What the task requires: When you reach the line in the listing below that contains "for key in emptied", begin returning lines exactly as written, and stop after the line that contains "let count = self.count_subnetwork(remote);". Return no other lines.

Data for review:
========

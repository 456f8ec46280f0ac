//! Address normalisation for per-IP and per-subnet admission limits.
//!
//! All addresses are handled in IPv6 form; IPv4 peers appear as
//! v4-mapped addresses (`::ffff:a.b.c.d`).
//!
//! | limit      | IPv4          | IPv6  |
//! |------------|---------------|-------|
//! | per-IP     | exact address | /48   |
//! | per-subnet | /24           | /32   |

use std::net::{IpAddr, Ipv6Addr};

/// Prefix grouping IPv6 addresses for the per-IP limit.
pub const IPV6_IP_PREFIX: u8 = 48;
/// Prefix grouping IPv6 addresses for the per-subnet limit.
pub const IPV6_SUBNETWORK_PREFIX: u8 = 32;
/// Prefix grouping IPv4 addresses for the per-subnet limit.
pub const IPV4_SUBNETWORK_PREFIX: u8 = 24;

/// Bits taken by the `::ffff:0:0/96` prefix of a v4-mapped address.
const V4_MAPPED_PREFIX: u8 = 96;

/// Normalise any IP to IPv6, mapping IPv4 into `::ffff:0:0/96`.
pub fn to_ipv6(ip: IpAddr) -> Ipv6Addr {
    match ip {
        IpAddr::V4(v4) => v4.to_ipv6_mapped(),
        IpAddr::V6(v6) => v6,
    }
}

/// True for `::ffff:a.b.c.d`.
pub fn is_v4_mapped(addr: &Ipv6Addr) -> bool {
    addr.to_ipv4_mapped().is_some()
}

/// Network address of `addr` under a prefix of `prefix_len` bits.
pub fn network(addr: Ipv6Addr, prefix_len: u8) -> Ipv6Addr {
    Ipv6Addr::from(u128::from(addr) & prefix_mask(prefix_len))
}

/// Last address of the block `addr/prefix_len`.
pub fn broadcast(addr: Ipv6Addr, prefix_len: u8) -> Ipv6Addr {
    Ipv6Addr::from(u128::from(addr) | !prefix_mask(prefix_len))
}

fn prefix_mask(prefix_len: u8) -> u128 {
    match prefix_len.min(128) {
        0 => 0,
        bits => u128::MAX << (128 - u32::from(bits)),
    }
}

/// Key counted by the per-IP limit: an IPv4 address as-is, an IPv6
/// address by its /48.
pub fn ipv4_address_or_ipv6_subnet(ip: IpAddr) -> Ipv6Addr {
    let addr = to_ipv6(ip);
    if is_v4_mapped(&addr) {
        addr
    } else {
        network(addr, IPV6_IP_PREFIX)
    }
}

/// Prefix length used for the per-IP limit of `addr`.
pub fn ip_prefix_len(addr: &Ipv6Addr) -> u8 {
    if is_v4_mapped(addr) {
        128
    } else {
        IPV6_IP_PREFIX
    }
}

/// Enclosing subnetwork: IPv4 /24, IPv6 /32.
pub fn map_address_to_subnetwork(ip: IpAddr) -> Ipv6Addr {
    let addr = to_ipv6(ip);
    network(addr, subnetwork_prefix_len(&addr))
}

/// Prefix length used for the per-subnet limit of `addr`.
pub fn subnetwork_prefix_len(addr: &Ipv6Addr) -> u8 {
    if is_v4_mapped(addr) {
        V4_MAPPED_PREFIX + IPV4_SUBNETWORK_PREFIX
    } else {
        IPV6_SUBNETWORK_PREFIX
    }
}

========

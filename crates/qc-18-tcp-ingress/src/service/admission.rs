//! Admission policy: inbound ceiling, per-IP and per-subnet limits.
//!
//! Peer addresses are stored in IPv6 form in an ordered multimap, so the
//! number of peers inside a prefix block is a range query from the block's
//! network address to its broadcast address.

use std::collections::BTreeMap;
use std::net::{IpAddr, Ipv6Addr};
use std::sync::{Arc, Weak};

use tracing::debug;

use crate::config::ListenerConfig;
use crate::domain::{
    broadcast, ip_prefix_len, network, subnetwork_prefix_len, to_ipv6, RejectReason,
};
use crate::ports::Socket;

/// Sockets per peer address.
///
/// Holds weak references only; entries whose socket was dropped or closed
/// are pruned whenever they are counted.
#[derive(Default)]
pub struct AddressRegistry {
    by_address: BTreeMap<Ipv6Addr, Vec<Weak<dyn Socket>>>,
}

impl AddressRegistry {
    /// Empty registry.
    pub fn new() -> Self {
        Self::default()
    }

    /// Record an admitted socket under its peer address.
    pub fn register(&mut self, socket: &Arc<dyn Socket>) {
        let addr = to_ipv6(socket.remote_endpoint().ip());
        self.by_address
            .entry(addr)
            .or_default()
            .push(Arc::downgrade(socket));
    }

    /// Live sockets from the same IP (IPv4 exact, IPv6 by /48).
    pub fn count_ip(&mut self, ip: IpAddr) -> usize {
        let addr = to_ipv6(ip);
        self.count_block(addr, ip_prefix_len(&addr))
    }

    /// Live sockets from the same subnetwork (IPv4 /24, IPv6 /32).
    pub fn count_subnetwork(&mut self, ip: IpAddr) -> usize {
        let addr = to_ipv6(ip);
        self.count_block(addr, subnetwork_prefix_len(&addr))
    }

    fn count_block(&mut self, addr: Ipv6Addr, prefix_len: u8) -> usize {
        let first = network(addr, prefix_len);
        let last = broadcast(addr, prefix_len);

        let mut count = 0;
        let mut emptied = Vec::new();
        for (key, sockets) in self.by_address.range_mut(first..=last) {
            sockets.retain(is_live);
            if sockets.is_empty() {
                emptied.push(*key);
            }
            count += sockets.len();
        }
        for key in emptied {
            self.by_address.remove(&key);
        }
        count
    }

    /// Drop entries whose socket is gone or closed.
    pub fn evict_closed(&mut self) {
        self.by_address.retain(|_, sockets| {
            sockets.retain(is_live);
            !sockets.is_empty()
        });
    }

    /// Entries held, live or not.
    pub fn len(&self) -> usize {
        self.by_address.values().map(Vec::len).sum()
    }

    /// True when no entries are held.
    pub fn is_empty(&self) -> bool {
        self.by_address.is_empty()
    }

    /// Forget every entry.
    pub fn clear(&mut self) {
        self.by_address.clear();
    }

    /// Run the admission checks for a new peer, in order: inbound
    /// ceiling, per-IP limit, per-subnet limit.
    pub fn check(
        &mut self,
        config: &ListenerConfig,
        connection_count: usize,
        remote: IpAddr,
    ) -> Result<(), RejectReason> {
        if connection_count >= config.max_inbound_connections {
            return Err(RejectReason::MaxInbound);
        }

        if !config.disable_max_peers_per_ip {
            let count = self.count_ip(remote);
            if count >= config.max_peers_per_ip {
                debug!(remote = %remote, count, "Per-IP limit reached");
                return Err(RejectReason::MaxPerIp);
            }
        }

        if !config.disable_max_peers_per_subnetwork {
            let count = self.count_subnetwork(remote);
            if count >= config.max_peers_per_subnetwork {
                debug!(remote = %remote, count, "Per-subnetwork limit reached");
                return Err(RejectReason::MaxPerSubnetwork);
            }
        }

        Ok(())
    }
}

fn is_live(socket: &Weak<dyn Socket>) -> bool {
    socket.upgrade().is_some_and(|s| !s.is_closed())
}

========

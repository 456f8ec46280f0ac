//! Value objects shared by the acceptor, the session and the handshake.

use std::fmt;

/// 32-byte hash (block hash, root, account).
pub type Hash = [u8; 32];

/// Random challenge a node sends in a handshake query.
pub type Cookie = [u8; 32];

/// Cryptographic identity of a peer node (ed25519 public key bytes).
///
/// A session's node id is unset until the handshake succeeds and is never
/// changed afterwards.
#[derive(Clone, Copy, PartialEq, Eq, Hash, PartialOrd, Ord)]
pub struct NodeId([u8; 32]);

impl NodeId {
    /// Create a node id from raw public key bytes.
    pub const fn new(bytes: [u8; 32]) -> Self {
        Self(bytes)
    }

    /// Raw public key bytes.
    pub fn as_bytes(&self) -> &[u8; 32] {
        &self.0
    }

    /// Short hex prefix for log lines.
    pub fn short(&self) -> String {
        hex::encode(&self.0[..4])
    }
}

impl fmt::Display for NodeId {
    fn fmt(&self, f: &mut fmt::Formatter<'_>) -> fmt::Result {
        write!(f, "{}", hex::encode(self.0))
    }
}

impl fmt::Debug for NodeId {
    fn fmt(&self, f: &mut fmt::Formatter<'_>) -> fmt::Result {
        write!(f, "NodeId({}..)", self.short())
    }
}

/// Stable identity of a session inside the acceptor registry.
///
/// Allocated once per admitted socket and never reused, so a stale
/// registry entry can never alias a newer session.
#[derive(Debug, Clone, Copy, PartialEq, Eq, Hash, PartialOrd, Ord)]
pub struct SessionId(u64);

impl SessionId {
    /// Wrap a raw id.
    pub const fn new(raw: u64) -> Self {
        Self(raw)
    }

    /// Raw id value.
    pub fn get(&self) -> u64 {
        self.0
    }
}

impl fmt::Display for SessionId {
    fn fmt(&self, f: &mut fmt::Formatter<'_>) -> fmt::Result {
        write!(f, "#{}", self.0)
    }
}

========

Finished exercise:
        for key in emptied {
            self.by_address.remove(&key);
        }
        count
    }

    /// Drop entries whose socket is gone or closed.
    pub fn evict_closed(&mut self) {
        self.by_address.retain(|_, sockets| {
            sockets.retain(is_live);
            !sockets.is_empty()
        });
    }

    /// Entries held, live or not.
    pub fn len(&self) -> usize {
        self.by_address.values().map(Vec::len).sum()
    }

    /// True when no entries are held.
    pub fn is_empty(&self) -> bool {
        self.by_address.is_empty()
    }

    /// Forget every entry.
    pub fn clear(&mut self) {
        self.by_address.clear();
    }

    /// Run the admission checks for a new peer, in order: inbound
    /// ceiling, per-IP limit, per-subnet limit.
    pub fn check(
        &mut self,
        config: &ListenerConfig,
        connection_count: usize,
        remote: IpAddr,
    ) -> Result<(), RejectReason> {
        if connection_count >= config.max_inbound_connections {
            return Err(RejectReason::MaxInbound);
        }

        if !config.disable_max_peers_per_ip {
            let count = self.count_ip(remote);
            if count >= config.max_peers_per_ip {
                debug!(remote = %remote, count, "Per-IP limit reached");
                return Err(RejectReason::MaxPerIp);
            }
        }

        if !config.disable_max_peers_per_subnetwork {
            let count = self.count_subnetwork(remote);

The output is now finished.